Successful operator models for solar district heating in Germany
Around 50 large solar district heating systems are in operation in Germany, among them a growing number of energy community initiated projects. The three-year SolnetPlus project aims to popularise solar district heating especially among municipalities. On 24 November 2022, the project held a webinar on the topic of Successful operator models for solar district heating. Bene Müller, Managing Director of the German company solarcomplex AG, explained how energy communities can operate solar district heating systems successfully. Currently, solarcomplex is building or planning three solar heat networks in the small German communities of Jungnau, Häusern and Bingen.
Photo: Guido Broer
At the beginning of the webinar the moderating expert from Difu, Jan Walther, illustrated the importance of the heating sector for the energy transition. “The industrial use of heating and cooling and the heating of private and public buildings account for around half of energy consumption in Germany”, he explained. His flash poll among the approximately sixty participants, including mainly representatives of municipalities and regional energy agencies such as architects, urban planners and energy experts, revealed that “although there are initial steps towards the use of solar thermal energy in many municipalities, the topic is actually still at its very beginning”.

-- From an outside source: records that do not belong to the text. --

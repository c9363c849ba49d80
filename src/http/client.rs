use crate::errors::{to_speed_test_error, ProbeError, SpeedTestError};
use crate::http::requests::{Request, UA};
use reqwest::{Client as ReqwestClient, Response};

/// Thin wrapper over `reqwest` that sends [`Request`] shapes.
///
/// No client-wide timeout is configured: every probe is bounded by the
/// sampler's own timeout and cancellation.
#[derive(Debug, Clone)]
pub struct Client {
    client: ReqwestClient,
}

impl Client {
    pub fn new() -> Result<Self, SpeedTestError> {
        let client = ReqwestClient::builder()
            .user_agent(UA)
            .build()
            .map_err(|e| to_speed_test_error(Box::new(e), "failed to build HTTP client"))?;

        Ok(Self { client })
    }

    /// Send a request and return the response once its headers arrive.
    ///
    /// Non-success statuses are errors.
    pub async fn send<R: Request>(
        &self,
        request: R,
    ) -> Result<Response, ProbeError> {
        let mut builder = self
            .client
            .request(R::METHOD, request.url().clone())
            .headers(request.headers());

        if let Some(body) = request.body() {
            builder = builder.body(body);
        }

        let response = builder.send().await?;
        let status = response.status();

        if !status.is_success() {
            return Err(ProbeError::Status(status));
        }

        Ok(response)
    }
}
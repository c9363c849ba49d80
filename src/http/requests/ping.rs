use crate::http::requests::Request;
use url::Url;

/// Minimal GET whose round trip is the latency sample.
#[derive(Debug, Clone)]
pub struct PingRequest {
    pub url: Url,
}

impl Request for PingRequest {
    fn url(&self) -> &Url {
        &self.url
    }
}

solarcomplex offers all-in-one solutions for energy communities. It plans, builds and operates energy plants, especially in southern Germany, not only for the generation of power but also local heating networks. A group of around 20 people founded the cooperative solarcomplex in the year 2000. Today it has over 1,000 shareholders, “Since we realised our first regenerative heating network in Mauenheim in 2006, a new one has been added every year”, Müller explained. Initially, it was mainly networks with waste heat from biogas plants, but now “the solar symbol is increasingly taking hold”.
“Local heating networks are future-proof because they are open to new technologies”, Müller is convinced, since they can integrate “bioenergy as well as solar heat, waste heat, heat pumps and geothermal energy”. He sees the advantage of solar thermal energy over biomass in the much greater yield in relation to the land area required (see figure 1).
Solar heat achieves 33 times higher yield than biomass
Figure 1: Yield per area comparison of different renewable energy technologies
Source: news on solarthermalworld.org from 31 July 2017
In summer, he said, solar thermal energy can provide hot water and in the transitional periods it serves to support the wood boiler. Since there is usually no seasonal storage available, it only makes a small contribution in winter. Over the year, however, solar covers between 15 and 20 % of the total heat demand in district heating networks.
Maintaining local heat networks 24/7
Presenting various examples of local heating networks planned, built and operated by solarcomplex, Müller illustrated the advantages and disadvantages of the possible operator models of public utility companies, municipal operation and cooperatives (see also figure 2). He considered operation by municipal utility companies to be the “ideal constellation” as they not only enjoy the trust of the public but also have the technical know-how and the personnel to reliably maintain a local heat network 24/7.
Figure 2: Two operator models for solar district heating plants with their advantages (green) and disadvantages (red). Source: Infoblatt Solare Wärmenetze Nr. 7 / Solnet 4.0 (see pdf below in German)
Although the trust of the public is also present in the case of direct operation by the municipality, there is sometimes a lack of “energy policy competence”. In such cases, companies like solarcomplex can offer to take over operation on behalf of the municipality.
“The acceptance of district heating networks increases when citizens participate in terms of capital”, said Müller, describing the advantage of a cooperative local heat network; he added, however, that there are often conflicts of interest. “Citizens usually want to participate in the opportunities and revenues, but not in the risks.” For example, upfront costs for expert opinions have to be paid for without knowing whether the project can be realised. In addition, cooperatives face the challenge of ensuring the necessary staff expertise on a continuous and sustainable basis.
The German village of Mengsberg with 925 inhabitants formed an energy cooperative in November 2014, which has owned and operated a 100 % renewable heating network since November 2018. A deposit of EUR 4,000 is necessary to build the transfer station and the piping to connect an individual house in the village to the heat network.